Connectivity: Cross-Platform and Compulsive

Digitisation has made it easy for people to connect in real time and beyond geographical boundaries. It has also created several different ways of connecting – mobile phones calls, SMS, social networks, emails, instant messengers, and VoIP. Research indicates people engage in conversations using multiple platforms at the same time. For example, a friend pings you on instant messenger but you reply back through a wall post and then you get an SMS to which you reply through VoIP voice mail. This has certainly led to compulsive connectivity through almost all communication platforms. Majority of the digitised people never switch off their mobile devices and social networks. They’re always on and they expect their networks to be always on. There is enough evidence to prove that people wake up at odd hours (well past midnight) and respond to emails/messages/wall posts. There is great pressure to be constantly connected (through devices and networks), as people don’t want to miss out on the ‘action’.

It will have significant impact on marketing as people now expect brands to be in ‘always on’ mode across multiple platforms. Most importantly, compulsively connected people will talk more about brands and experiences, as they become an interesting topic for discussion.

Entertainment: Sharing Is not Stealing

Piracy is huge issue and my friends from the entertainment/publishing industry are blaming digitisation for the same. They want people to pay for the content and stop the illegal distribution. Try explaining that to a teenager in India or China or any other country and they will look at you with complete disbelief. In their opinion, everything interesting in the digitised world is free and only not-so-smart people would waste their money to pay for it. Most of them don’t even think that they’re involved in any kind of piracy when they pass along music or comic books or videos. In their simplistic opinion, sharing is not stealing. They’re not completely wrong, because when I was growing up my friends and I always borrowed books from  the library and music from each other. We only bought books that we really enjoyed reading and music that we closely associated with after listening to it a few times. Millions of people around the globe did just that. And I don’t remember a publisher or a music company classifying these people as pirates because they had no way to track the on-ground movement of content.

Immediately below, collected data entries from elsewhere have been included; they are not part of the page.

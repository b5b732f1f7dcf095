//! Markup and text formats: XML/SVG, LaTeX, unified diffs

use once_cell::sync::Lazy;
use regex::{Regex, RegexSet};

use crate::context::DetectionContext;
use crate::detectors::scoring::{Scorecard, Signal, Weight::*, pattern, pattern_set};

static ROOT_TAG: Lazy<Regex> = Lazy::new(|| pattern(r"\A<([A-Za-z_][\w:.-]*)[\s>/]"));

static SVG_ROOT: Lazy<Regex> = Lazy::new(|| pattern(r"(?i)<svg[\s>]"));

static LATEX_SIGNALS: Lazy<Scorecard> = Lazy::new(|| {
    Scorecard::compile(
        "latex",
        &[
            Signal::new(r"\\documentclass(\[[^\]]*\])?\{", Decisive),
            Signal::new(r"\\begin\{document\}", Decisive),
            Signal::new(r"\\usepackage(\[[^\]]*\])?\{", Decisive),
            Signal::new(r"\\(sub)*section\*?\{", Strong),
            Signal::new(r"\\begin\{\w+\*?\}", Strong),
            Signal::new(r"\\end\{\w+\*?\}", Weak),
            Signal::new(r"\\(textbf|textit|emph|cite|label|ref|frac|item|includegraphics)\b", Weak),
            Signal::new(r"\$[^$\n]+\$", Weak),
        ],
    )
});

static DIFF_HEADERS: Lazy<RegexSet> = Lazy::new(|| {
    pattern_set(&[
        r"(?m)^diff --git\s",
        r"(?m)^@@ -\d+(,\d+)? \+\d+(,\d+)? @@",
        r"(?m)^--- \S.*\n\+\+\+ \S",
        r"(?m)^Index: \S+\n={5,}",
    ])
});

pub fn detect_xml(ctx: &DetectionContext<'_>) -> Option<&'static str> {
    let text = ctx.sample;
    if !text.starts_with('<') || !text.ends_with('>') {
        return None;
    }

    if text.starts_with("<?xml") {
        return Some(if SVG_ROOT.is_match(text) { "svg" } else { "xml" });
    }

    let root = ROOT_TAG.captures(text)?.get(1)?.as_str();
    let closed = text.ends_with(&format!("</{root}>")) || text.ends_with("/>");
    if !closed {
        return None;
    }
    Some(if root.eq_ignore_ascii_case("svg") { "svg" } else { "xml" })
}

pub fn detect_latex(ctx: &DetectionContext<'_>) -> Option<&'static str> {
    LATEX_SIGNALS
        .clears(&ctx.first_100_lines, 3)
        .then_some("latex")
}

pub fn detect_diff(ctx: &DetectionContext<'_>) -> Option<&'static str> {
    DIFF_HEADERS
        .is_match(&ctx.first_100_lines)
        .then_some("diff")
}
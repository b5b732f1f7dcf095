//! Per-language detectors
//!
//! Each detector is a pure function over a [`DetectionContext`] returning a
//! language label or `None`. Detectors check for tells of confusable
//! languages first and bail out early, then look for unambiguous idioms, and
//! finally fall back to weighted scoring where no single idiom decides.
//!
//! The `extended` family covers the long tail of languages that only get a
//! look once every core detector has declined.

pub mod scoring;

pub mod cpp;
pub mod csharp;
pub mod css;
pub mod dart;
pub mod go;
pub mod html;
pub mod java;
pub mod javascript;
pub mod kotlin;
pub mod markdown;
pub mod php;
pub mod python;
pub mod ruby;
pub mod rust;
pub mod scala;
pub mod shebang;
pub mod shell;
pub mod sql;
pub mod swift;

pub mod extended;

use crate::context::DetectionContext;

/// A language detector: inspects the shared context and names a language
pub trait Detector: Send + Sync {
    fn detect(&self, ctx: &DetectionContext<'_>) -> Option<&'static str>;
}

impl<F> Detector for F
where
    F: Fn(&DetectionContext<'_>) -> Option<&'static str> + Send + Sync,
{
    fn detect(&self, ctx: &DetectionContext<'_>) -> Option<&'static str> {
        self(ctx)
    }
}
//! Network subsystem.
//!
//! # Responsibilities
//! - Bind the TCP listener with a distinguishable address-in-use error
//! - Accept connections under a concurrency limit
//! - Track active connections for graceful drain

pub mod connection;
pub mod listener;

pub use connection::{ConnectionGuard, ConnectionId, ConnectionTracker};
pub use listener::{Listener, StartError};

Digitisation gave a new dimension to peer-to-peer and accelerated it on a global scale. Now, we can argue about the morality of this issue, but these teenagers are not going to change their opinion because we want them to do so. Piracy is bad for distribution revenue but it is certainly making content owners/distributors much more accountable and competitive. It is also helping to differentiate between good and poor content. Have you ever heard of poor content getting pirated? I suspect that just like ethical hacking there will be emergence of ethical piracy and content owners will engage ethical pirates to promote their content to a wider population.

A decade ago, I read an article written by management guru Peter Drucker on managing change. The very first paragraph caught my attention and it has remained on my desk ever since. It read:

In a few hundred years, when the history of our time will be written from a long-term perspective, it is likely that the most important event historians will see is not technology, not the Internet, not e-commerce. It is an unprecedented change in the human condition.”

I didn’t fully believe him 10 years ago, but looking backwards he was so true.